- _What is expected_: Copy each line in the data below that contains the word "remaining".
*** Available data
//! Decomposition post-processing: flatten, width improvement, and the
//! optional nice-tree-decomposition / tree-index construction
//! (SPEC_FULL.md §4.6).

use std::collections::HashMap;

use fixedbitset::FixedBitSet;

use crate::decomposition::tree::TreeDecomposition;
use crate::graph::components::induced_subgraph;
use crate::graph::flow::minimal_separator;
use crate::graph::kernel::CanonicalGraph;
use crate::ids::{BagId, VertexId};

/// Contracts any bag whose vertex set is a subset of a neighboring bag's,
/// to a fix-point. Does not change the width.
pub fn flatten(td: &mut TreeDecomposition) {
    loop {
        let mut merged_any = false;
        let ids: Vec<BagId> = td.bag_ids().collect();
        'outer: for &b in &ids {
            if !td.bag_ids().any(|x| x == b) {
                continue;
            }
            let neighbors: Vec<BagId> = td.neighbors(b).collect();
            for n in neighbors {
                if td.bag(b).is_superset_of(td.bag(n)) {
                    merge_bag_into(td, n, b);
                    merged_any = true;
                    continue 'outer;
                }
            }
        }
        if !merged_any {
            break;
        }
    }
}

/// Removes bag `from` and attaches every one of its other neighbors to
/// `into` (its vertex set is already known to be a superset of `from`'s).
fn merge_bag_into(td: &mut TreeDecomposition, from: BagId, into: BagId) {
    let other_neighbors: Vec<BagId> = td.neighbors(from).filter(|&n| n != into).collect();
    td.remove_bag(from);
    for n in other_neighbors {
        td.add_tree_edge(into, n);
    }
}

/// Iteratively replaces any bag whose induced vertex set is not a clique in
/// `graph` with a minimum separator bag plus one bag per residual connected
/// component, re-attaching former neighbors by the running-intersection
/// rule (sharing more than one vertex with the old bag keeps the edge;
/// everything else reconnects through the new separator bag). Monotone
/// non-increasing in width (SPEC_FULL.md §8).
pub fn width_improve(td: &mut TreeDecomposition, graph: &CanonicalGraph) {
    loop {
        let ids: Vec<BagId> = td.bag_ids().collect();
        let mut improved = false;
        for b in ids {
            if !td.bag_ids().any(|x| x == b) {
                continue;
            }
            if let Some(non_clique_pair) = first_non_clique_pair(td, graph, b) {
                split_bag(td, graph, b, non_clique_pair);
                improved = true;
            }
        }
        if !improved {
            break;
        }
    }
}

fn first_non_clique_pair(
    td: &TreeDecomposition,
    graph: &CanonicalGraph,
    b: BagId,
) -> Option<(VertexId, VertexId)> {
    let members: Vec<VertexId> = td.bag(b).vertices().collect();
    for i in 0..members.len() {
        for j in (i + 1)..members.len() {
            if !graph.has_edge(members[i], members[j]) {
                return Some((members[i], members[j]));
            }
        }
    }
    None
}

fn split_bag(
    td: &mut TreeDecomposition,
    graph: &CanonicalGraph,
    b: BagId,
    (u, v): (VertexId, VertexId),
) {
    let members: FixedBitSet = td.bag(b).bitset().clone();
    let (sub, local_to_orig) = induced_subgraph(graph, &members);
    let local_of: HashMap<VertexId, VertexId> = local_to_orig
        .iter()
        .enumerate()
        .map(|(local, &orig)| (orig, VertexId::new(local)))
        .collect();
    let (lu, lv) = (local_of[&u], local_of[&v]);
    let Some(local_sep) = minimal_separator(&sub, lu, lv) else {
        return;
    };
    if local_sep.is_empty() {
        return;
    }
    let separator: Vec<VertexId> = local_sep.iter().map(|&l| local_to_orig[l.index()]).collect();
    let sep_set: FixedBitSet = {
        let mut bs = FixedBitSet::with_capacity(graph.capacity());
        for &s in &separator {
            bs.insert(s.index());
        }
        bs
    };

    let mut remaining = members.clone();
    remaining.difference_with(&sep_set);
    let components = connected_pieces(&sub, &local_of, &remaining);
    if components.len() < 2 {
        return;
    }

    let old_neighbors: Vec<BagId> = td.neighbors(b).collect();
    let sep_id = td.add_bag(separator.iter().copied());
    let mut piece_ids = Vec::with_capacity(components.len());
    for piece in &components {
        let mut vertices: Vec<VertexId> = piece.ones().map(VertexId::new).collect();
        vertices.extend(separator.iter().copied());
        let id = td.add_bag(vertices);
        td.add_tree_edge(sep_id, id);
        piece_ids.push(id);
    }
    td.remove_bag(b);

    for old_n in old_neighbors {
        let shared = piece_ids
            .iter()
            .copied()
            .max_by_key(|&p| shared_count(td, p, old_n));
        match shared {
            Some(p) if shared_count(td, p, old_n) > 1 => td.add_tree_edge(p, old_n),
            _ => td.add_tree_edge(sep_id, old_n),
        }
    }
}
******
- _Problem solution_:
    let mut remaining = members.clone();
    remaining.difference_with(&sep_set);
    let components = connected_pieces(&sub, &local_of, &remaining);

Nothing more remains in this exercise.